Action item: Copy all lines holding the word "path" from the entries.

Stored items:
###

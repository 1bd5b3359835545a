//! Reads a PoC document off disk, accepting either YAML or JSON, and
//! deserializing it into [`crate::protocol::Poc`].

use crate::protocol::Poc;
use anyhow::{bail, Context, Result};
use serde_json::Value;
use std::path::Path;

/// Loads and deserializes a PoC document. A top-level `poc:` key, if
/// present, is unwrapped first so a document can be embedded alongside
/// sibling keys (e.g. a suite manifest) without a separate parsing path.
pub fn load_poc_from_file<P: AsRef<Path>>(path: P) -> Result<Poc> {
    let path = path.as_ref();
    let content = std::fs::read_to_string(path)
        .with_context(|| format!("failed to read PoC file at {}", path.display()))?;
    load_poc_from_str(&content, path.extension().and_then(|e| e.to_str()))
}

fn load_poc_from_str(content: &str, extension: Option<&str>) -> Result<Poc> {
    let mut value: Value = match extension {
        Some("json") => serde_json::from_str(content).context("failed to parse PoC as JSON")?,
        _ => serde_yaml::from_str(content).context("failed to parse PoC as YAML")?,
    };

    if let Value::Object(map) = &mut value {
        if let Some(inner) = map.remove("poc") {
            value = inner;
        }
    }

    serde_json::from_value(value).context("PoC document does not match the expected shape")
}

/// Validates a plan's overall document shape before the fuller semantic
/// pass in [`crate::validation`] — specifically, that it actually parsed
/// into something with an `exploit_scenario`, not an empty file.
pub fn ensure_non_empty(poc: &Poc) -> Result<()> {
    if poc.exploit_scenario.steps.is_empty() {
        bail!("PoC '{}' has no exploit_scenario.steps", poc.metadata.id);
    }
    Ok(())
}

#[cfg(test)]
mod tests {
    use super::*;

    const YAML_DOC: &str = r#"
metadata:
  id: poc-1
  title: sample
  dsl_version: "1.0"
exploit_scenario:
  steps:
    - dsl: wait a bit
      action:
        type: wait
        duration_ms: 1
"#;

    #[test]
    fn parses_a_bare_yaml_document() {
        let poc = load_poc_from_str(YAML_DOC, Some("yaml")).unwrap();
        assert_eq!(poc.metadata.id, "poc-1");
        assert_eq!(poc.exploit_scenario.steps.len(), 1);
    }

    #[test]
    fn unwraps_a_top_level_poc_key() {
        let wrapped = format!("poc:\n{}", YAML_DOC.lines().map(|l| format!("  {l}\n")).collect::<String>());
        let poc = load_poc_from_str(&wrapped, Some("yaml")).unwrap();
        assert_eq!(poc.metadata.id, "poc-1");
    }

    #[test]
    fn ensure_non_empty_rejects_a_scenario_with_no_steps() {
        let poc = load_poc_from_str(YAML_DOC, Some("yaml")).unwrap();
        let mut empty = poc;
        empty.exploit_scenario.steps.clear();
        assert!(ensure_non_empty(&empty).is_err());
    }
}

###

Solution to this task:
use std::path::Path;
/// sibling keys (e.g. a suite manifest) without a separate parsing path.
pub fn load_poc_from_file<P: AsRef<Path>>(path: P) -> Result<Poc> {
    let path = path.as_ref();
    let content = std::fs::read_to_string(path)
        .with_context(|| format!("failed to read PoC file at {}", path.display()))?;
    load_poc_from_str(&content, path.extension().and_then(|e| e.to_str()))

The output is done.